Agarose gel electrophoresis was used to check that donor DNA used in these experiments was not heavily degraded. Overnight cultures of S. pneumoniae 23F-R were diluted 1∶100 into BHI (Oxoid) and grown statically at 37°C to an optical density of OD600 between 0.20–0.25. A 1 mL sample of the culture was then added to 10 ng competence stimulating peptide 2 (CSP-2; Sigma), 5 µl 500 mM calcium chloride and 5 µl of an aqueous solution of donor DNA, at a concentration of either 1 µg mL−1 or 100 µg mL−1. These reactions were incubated at 37°C for 2 h, and then three 50 µL volumes each spread onto 5% horse blood agar plates supplemented with 200 g L−1 kanamycin (Gibco), and three further 50 µL volumes each spread onto 5% horse blood agar plates supplemented with 200 g L−1 kanamycin and 100 mg L−1 ampicillin (Sigma). Colonies were counted and picked after 16 h incubation at 37°C.

Sequencing of isolates

The first experiment involved six transformations at the lower concentration of DNA and three transformations at the higher concentration, along with a negative control containing no CSP-2 that generated no kanamycin-resistant colonies. DNA was prepared from randomly-picked colonies, and sequenced as multiplexed libraries of 12 tags on an Illumina Genome Analyzer II as described in Croucher et al. [35] to give 76 nt paired end reads.
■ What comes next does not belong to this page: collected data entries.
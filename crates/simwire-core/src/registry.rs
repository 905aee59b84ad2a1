use crate::factory::ComponentFactory;
use std::collections::BTreeMap;
use std::sync::Arc;
use tracing::{debug, warn};

/// Shared handle to a registered factory.
pub type SharedFactory = Arc<dyn ComponentFactory>;

/// Builder for constructing an immutable component registry.
/// Two-phase lifecycle: registration -> finalization.
#[derive(Debug, Default)]
pub struct ComponentRegistryBuilder {
    factories: BTreeMap<String, SharedFactory>,
}

impl ComponentRegistryBuilder {
    pub fn new() -> Self {
        Self::default()
    }

    /// Register a factory under a binding name. An already-registered name is
    /// an error; nothing is replaced silently.
    pub fn register(
        &mut self,
        binding: &str,
        factory: SharedFactory,
    ) -> Result<&mut Self, RegistryError> {
        validate_binding(binding)?;
        if self.factories.contains_key(binding) {
            return Err(RegistryError::Duplicate(binding.to_string()));
        }
        debug!(binding, "registered component factory");
        self.factories.insert(binding.to_string(), factory);
        Ok(self)
    }

    /// Register a factory, replacing any previous one. This is the explicit
    /// clobber path for plugin policies that allow it.
    pub fn register_or_replace(
        &mut self,
        binding: &str,
        factory: SharedFactory,
    ) -> Result<Option<SharedFactory>, RegistryError> {
        validate_binding(binding)?;
        let previous = self.factories.insert(binding.to_string(), factory);
        if previous.is_some() {
            warn!(binding, "replaced existing component factory");
        }
        Ok(previous)
    }

    pub fn contains(&self, binding: &str) -> bool {
        self.factories.contains_key(binding)
    }

    /// Finalize the immutable registry.
    pub fn build(self) -> ComponentRegistry {
        ComponentRegistry {
            factories: self.factories,
        }
    }
}

fn validate_binding(binding: &str) -> Result<(), RegistryError> {
    if binding.is_empty() || binding.chars().any(char::is_whitespace) {
        return Err(RegistryError::InvalidBinding(binding.to_string()));
    }
    Ok(())
}

/// Immutable registry of component factories keyed by binding name.
/// Constructed once at start-up and passed by reference to importers.
#[derive(Debug, Clone, Default)]
pub struct ComponentRegistry {
    factories: BTreeMap<String, SharedFactory>,
}

impl ComponentRegistry {
    /// Look up a factory by binding name.
    pub fn lookup(&self, binding: &str) -> Result<&SharedFactory, RegistryError> {
        self.factories
            .get(binding)
            .ok_or_else(|| RegistryError::NotFound(binding.to_string()))
    }

    pub fn contains(&self, binding: &str) -> bool {
        self.factories.contains_key(binding)
    }

    /// Registered binding names in sorted order.
    pub fn bindings(&self) -> impl Iterator<Item = &str> {
        self.factories.keys().map(String::as_str)
    }

    /// `(binding, description)` pairs in sorted order.
    pub fn describe(&self) -> Vec<(&str, &str)> {
        self.factories
            .iter()
            .map(|(binding, f)| (binding.as_str(), f.description()))
            .collect()
    }

    pub fn len(&self) -> usize {
        self.factories.len()
    }

    pub fn is_empty(&self) -> bool {
        self.factories.is_empty()
    }
}

#[derive(Debug, thiserror::Error)]
pub enum RegistryError {
    #[error("no component factory registered for binding '{0}'")]
    NotFound(String),
    #[error("component factory already registered for binding '{0}'")]
    Duplicate(String),
    #[error("invalid binding name: '{0}'")]
    InvalidBinding(String),
}
impl Stack {
    /// Import a stack from an untyped value, following includes on the
    /// filesystem relative to the working directory.
    pub fn import(raw: Value, registry: &ComponentRegistry) -> Result<Self, StackError> {
        Self::import_with(raw, registry, &ImportOptions::default())
    }

    pub fn import_with(
        raw: Value,
        registry: &ComponentRegistry,
        options: &ImportOptions<'_>,
    ) -> Result<Self, StackError> {
        Self::import_from(raw, Path::new(INPUT_ORIGIN), registry, options)
    }

    /// Load and import a stack file (JSON, TOML or RON by extension).
    /// Relative includes resolve against the including file's directory.
    pub fn from_file(path: &Path, registry: &ComponentRegistry) -> Result<Self, StackError> {
        let raw = read_value(path)?;
        Self::import_from(raw, path, registry, &ImportOptions::default())
    }

    fn import_from(
        raw: Value,
        origin: &Path,
        registry: &ComponentRegistry,
        options: &ImportOptions<'_>,
    ) -> Result<Self, StackError> {
        let mut layers = Layers {
            resolver: options.resolver,
            security: SecurityGate::new(options.security),
            ignore: Vec::new(),
            merged: Value::Object(Map::new()),
        };
        layers.import(raw, origin, 0)?;
        let stack = Self::finalize(layers.finish(origin)?, registry)?;
        info!(
            origin = %origin.display(),
            simulators = stack.simulators.len(),
            vehicles = stack.vehicles.len(),
            controllers = stack.controllers.len(),
            triggers = stack.triggers.len(),
            "imported stack"
        );
        Ok(stack)
    }

    /// Deserialize a merged value into the typed tree.
    fn finalize(merged: Value, registry: &ComponentRegistry) -> Result<Self, StackError> {
        let Value::Object(mut root) = merged else {
            return Err(StackError::schema("/", "stack must be an object"));
        };

        let version: String = take(&mut root, "version")?;
        let engine: EngineConf = take(&mut root, "engine")?;
        engine
            .watchdog
            .validate()
            .map_err(|detail| StackError::schema("/engine/watchdog/state_timeouts", detail))?;
        let server: ServerConf = take(&mut root, "server")?;
        server
            .validate()
            .map_err(|(field, detail)| StackError::schema(format!("/server/{field}"), detail))?;
        let simulation: SimulationConf = take(&mut root, "simulation")?;
        let defaults: DefaultsConf = take(&mut root, "defaults")?;

        let mut simulators: Vec<SimulatorConf> = take(&mut root, "simulators")?;
        for sim in &mut simulators {
            if sim.name.is_empty() {
                sim.name = sim.binding.clone();
            }
            sim.args = apply_defaults(&defaults.simulators, &sim.binding, &sim.name, &sim.args);
        }

        let mut controllers: Vec<ControllerConf> = take(&mut root, "controllers")?;
        for ctl in &mut controllers {
            if ctl.name.is_empty() {
                ctl.name = ctl.binding.clone();
            }
            ctl.args = apply_defaults(&defaults.controllers, &ctl.binding, &ctl.name, &ctl.args);
        }

        let raw_vehicles: Vec<Value> = take(&mut root, "vehicles")?;
        let vehicles = raw_vehicles
            .iter()
            .enumerate()
            .map(|(i, raw)| {
                VehicleConf::import_at(raw, registry, &defaults.components, &format!("/vehicles/{i}"))
            })
            .collect::<Result<Vec<_>, _>>()?;

        let triggers: Vec<TriggerConf> = take(&mut root, "triggers")?;
        let logging: Vec<LoggingConf> = take(&mut root, "logging")?;
        let plugins: Vec<PluginConf> = take(&mut root, "plugins")?;

        if let Some(key) = root.keys().next() {
            return Err(StackError::schema(format!("/{key}"), "unknown field"));
        }

        debug!(
            simulator_defaults = defaults.simulators.len(),
            controller_defaults = defaults.controllers.len(),
            component_defaults = defaults.components.len(),
            "applied defaults"
        );

        Ok(Stack {
            version,
            engine,
            server,
            simulation,
            defaults,
            simulators,
            vehicles,
            controllers,
            triggers,
            logging,
            plugins,
        })
    }

    // -----------------------------------------------------------------------
    // Export
    // -----------------------------------------------------------------------

    /// The canonical, fully-defaulted form.
    pub fn to_json(&self) -> Result<Value, StackError> {
        serde_json::to_value(self).map_err(|e| StackError::schema("/", e))
    }

    /// The canonical form as pretty-printed JSON with sorted keys.
    pub fn to_canonical_string(&self) -> Result<String, StackError> {
        serde_json::to_string_pretty(&self.to_json()?).map_err(|e| StackError::schema("/", e))
    }

    // -----------------------------------------------------------------------
    // Cross-reference checks and lookups
    // -----------------------------------------------------------------------

    /// Check references between entities of a complete stack: names are unique
    /// per category, vehicles name configured simulators, controllers name
    /// configured vehicles.
    pub fn validate(&self) -> Result<(), StackError> {
        let simulators = unique_names("simulators", self.simulators.iter().map(|s| s.name.as_str()))?;
        let vehicles = unique_names("vehicles", self.vehicles.iter().map(|v| v.name.as_str()))?;
        unique_names("controllers", self.controllers.iter().map(|c| c.name.as_str()))?;

        for v in &self.vehicles {
            if !simulators.contains(v.from.simulator.as_str()) {
                return Err(StackError::configuration(
                    format!("vehicle '{}'", v.name),
                    format!("references unknown simulator '{}'", v.from.simulator),
                ));
            }
        }
        for c in &self.controllers {
            if !vehicles.contains(c.vehicle.as_str()) {
                return Err(StackError::configuration(
                    format!("controller '{}'", c.name),
                    format!("references unknown vehicle '{}'", c.vehicle),
                ));
            }
        }
        Ok(())
    }

    pub fn simulator(&self, name: &str) -> Option<&SimulatorConf> {
        self.simulators.iter().find(|s| s.name == name)
    }

    pub fn vehicle(&self, name: &str) -> Option<&VehicleConf> {
        self.vehicles.iter().find(|v| v.name == name)
    }

    pub fn controller(&self, name: &str) -> Option<&ControllerConf> {
        self.controllers.iter().find(|c| c.name == name)
    }

    /// Build the named vehicle's components on top of its simulator's `base`.
    pub fn build_vehicle(
        &self,
        name: &str,
        registry: &ComponentRegistry,
        base: &ComponentPool,
    ) -> Result<ComponentPool, StackError> {
        let vehicle = self.vehicle(name).ok_or_else(|| {
            StackError::configuration(format!("vehicle '{name}'"), "not configured")
        })?;
        vehicle.build(registry, base)
    }
}
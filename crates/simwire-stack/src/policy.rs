//! Security and watchdog policies.
//!
//! The security policy gates structural features of the stack (includes,
//! hooks, command actions) and is enforced by the importer at parse time. The
//! watchdog policy is only data: a timeout table consulted by whatever
//! supervises the simulation lifecycle.

use serde::{Deserialize, Deserializer, Serialize, Serializer};
use std::collections::BTreeMap;
use tracing::debug;

// ===========================================================================
// Security
// ===========================================================================

/// Gates on what a stack layer may contain.
///
/// Command actions are off unless explicitly enabled; includes and hooks are
/// on unless explicitly disabled.
#[derive(Debug, Clone, Copy, PartialEq, Eq, Serialize, Deserialize)]
#[serde(default, deny_unknown_fields)]
pub struct SecurityConf {
    pub enable_command_action: bool,
    pub enable_include_section: bool,
    pub enable_hooks_section: bool,
    pub max_include_depth: usize,
}

impl Default for SecurityConf {
    fn default() -> Self {
        Self {
            enable_command_action: false,
            enable_include_section: true,
            enable_hooks_section: true,
            max_include_depth: 64,
        }
    }
}

impl SecurityConf {
    /// Ceiling that permits everything a layer may ask for.
    pub fn unrestricted() -> Self {
        Self {
            enable_command_action: true,
            enable_include_section: true,
            enable_hooks_section: true,
            max_include_depth: 64,
        }
    }

    /// Ceiling for untrusted input: no includes, hooks or commands.
    pub fn secure() -> Self {
        Self {
            enable_command_action: false,
            enable_include_section: false,
            enable_hooks_section: false,
            max_include_depth: 1,
        }
    }

    /// The stricter of `self` and `ceiling`, field by field.
    pub fn clamp(&self, ceiling: &SecurityConf) -> SecurityConf {
        SecurityConf {
            enable_command_action: self.enable_command_action && ceiling.enable_command_action,
            enable_include_section: self.enable_include_section && ceiling.enable_include_section,
            enable_hooks_section: self.enable_hooks_section && ceiling.enable_hooks_section,
            max_include_depth: self.max_include_depth.min(ceiling.max_include_depth),
        }
    }
}

/// The `engine.security` section of a single layer. Absent fields inherit.
#[derive(Debug, Clone, Copy, Default, PartialEq, Eq, Deserialize)]
#[serde(deny_unknown_fields)]
pub struct SecurityPatch {
    pub enable_command_action: Option<bool>,
    pub enable_include_section: Option<bool>,
    pub enable_hooks_section: Option<bool>,
    pub max_include_depth: Option<usize>,
}

/// Security policy as it evolves across layers.
///
/// `current` is the policy in effect. `ceiling` bounds every later change:
/// disabling a gate lowers the ceiling too, so it cannot be re-enabled.
#[derive(Debug, Clone, Copy, PartialEq, Eq)]
pub struct SecurityGate {
    ceiling: SecurityConf,
    current: SecurityConf,
}

impl SecurityGate {
    pub fn new(ceiling: SecurityConf) -> Self {
        Self {
            ceiling,
            current: SecurityConf::default().clamp(&ceiling),
        }
    }

    pub fn current(&self) -> &SecurityConf {
        &self.current
    }

    /// Apply one layer's patch.
    pub fn apply(&mut self, patch: &SecurityPatch) {
        fn gate(current: &mut bool, ceiling: &mut bool, value: Option<bool>) {
            match value {
                Some(false) => {
                    *current = false;
                    *ceiling = false;
                }
                Some(true) => *current = *ceiling,
                None => {}
            }
        }

        let (c, l) = (&mut self.current, &mut self.ceiling);
        gate(
            &mut c.enable_command_action,
            &mut l.enable_command_action,
            patch.enable_command_action,
        );
        gate(
            &mut c.enable_include_section,
            &mut l.enable_include_section,
            patch.enable_include_section,
        );
        gate(
            &mut c.enable_hooks_section,
            &mut l.enable_hooks_section,
            patch.enable_hooks_section,
        );
        if let Some(depth) = patch.max_include_depth {
            if depth < l.max_include_depth {
                l.max_include_depth = depth;
            }
            c.max_include_depth = depth.min(l.max_include_depth);
        }
        debug!(policy = ?self.current, "applied security section");
    }
}

// ===========================================================================
// Watchdog
// ===========================================================================

/// Lifecycle states a watchdog timeout can be attached to.
pub const LIFECYCLE_STATES: &[&str] = &[
    "CONNECT",
    "START",
    "STEP_BEGIN",
    "STEP_SIMULATORS",
    "STEP_CONTROLLERS",
    "STEP_END",
    "PAUSE",
    "RESUME",
    "SUCCESS",
    "FAIL",
    "ABORT",
    "STOP",
    "RESET",
    "KEEP_ALIVE",
    "DISCONNECT",
];

/// What the supervisor does when a state exceeds its timeout.
#[derive(Debug, Clone, Copy, Default, PartialEq, Eq, Serialize, Deserialize)]
#[serde(rename_all = "lowercase")]
pub enum WatchdogMode {
    #[default]
    Off,
    Log,
    Abort,
    Kill,
}

/// Per-state timeouts in milliseconds.
#[derive(Debug, Clone, PartialEq, Eq, Serialize, Deserialize)]
#[serde(default, deny_unknown_fields)]
pub struct WatchdogConf {
    pub mode: WatchdogMode,
    pub default_timeout: u64,
    #[serde(
        deserialize_with = "overlay_state_timeouts",
        serialize_with = "export_state_timeouts"
    )]
    pub state_timeouts: BTreeMap<String, u64>,
}

const DEFAULT_STATE_TIMEOUTS: &[(&str, u64)] = &[
    ("CONNECT", 300_000),
    ("ABORT", 90_000),
    ("STOP", 300_000),
    ("DISCONNECT", 600_000),
];

fn default_state_timeouts() -> BTreeMap<String, u64> {
    DEFAULT_STATE_TIMEOUTS
        .iter()
        .map(|&(state, timeout)| (state.to_string(), timeout))
        .collect()
}

/// Entries overlay the default table; `null` removes a default entry.
fn overlay_state_timeouts<'de, D>(deserializer: D) -> Result<BTreeMap<String, u64>, D::Error>
where
    D: Deserializer<'de>,
{
    let overrides = BTreeMap::<String, Option<u64>>::deserialize(deserializer)?;
    let mut table = default_state_timeouts();
    for (state, timeout) in overrides {
        match timeout {
            Some(t) => {
                table.insert(state, t);
            }
            None => {
                table.remove(&state);
            }
        }
    }
    Ok(table)
}

/// Default entries missing from the table export as `null`, so importing the
/// export removes them again.
fn export_state_timeouts<S>(table: &BTreeMap<String, u64>, serializer: S) -> Result<S::Ok, S::Error>
where
    S: Serializer,
{
    let mut out: BTreeMap<&str, Option<u64>> = table
        .iter()
        .map(|(state, &timeout)| (state.as_str(), Some(timeout)))
        .collect();
    for &(state, _) in DEFAULT_STATE_TIMEOUTS {
        out.entry(state).or_insert(None);
    }
    out.serialize(serializer)
}

impl Default for WatchdogConf {
    fn default() -> Self {
        Self {
            mode: WatchdogMode::Off,
            default_timeout: 90_000,
            state_timeouts: default_state_timeouts(),
        }
    }
}

impl WatchdogConf {
    /// Timeout for `state`: its table entry, else the default timeout.
    pub fn timeout_for(&self, state: &str) -> u64 {
        self.state_timeouts
            .get(state)
            .copied()
            .unwrap_or(self.default_timeout)
    }

    /// Reject table entries for states that do not exist.
    pub fn validate(&self) -> Result<(), String> {
        for state in self.state_timeouts.keys() {
            if !LIFECYCLE_STATES.contains(&state.as_str()) {
                return Err(format!("unknown lifecycle state '{state}'"));
            }
        }
        Ok(())
    }
}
The second experiment involved three transformations of the wild type and mutant strains as described above. DNA was prepared using an Xtractor Gene system (Qiagen) and sequenced as multiplexed libraries of 24 tags on an Illumina HiSeq, according to manufacturer's instructions, to give 76 nt paired end reads. Four datasets each from the wild type and mutant groups were discarded as they showed potential signs of contamination.

In vitro characterisation of isolates

For each of the 84 sequenced transformed strains from the first experiment, along with the donor and recipient strains, an overnight culture growing in 10 mL BHI (Oxoid) was diluted 1∶100 into 5 mL sterile BHI. A 300 µL sample of each freshly inoculated culture was then immediately transferred into a 96 well plate, and growth was followed for 12 h at 37°C by measuring the OD600 of each well using a FLUOstar Omega microplate reader. Three independent biological replicates of this experiment were performed.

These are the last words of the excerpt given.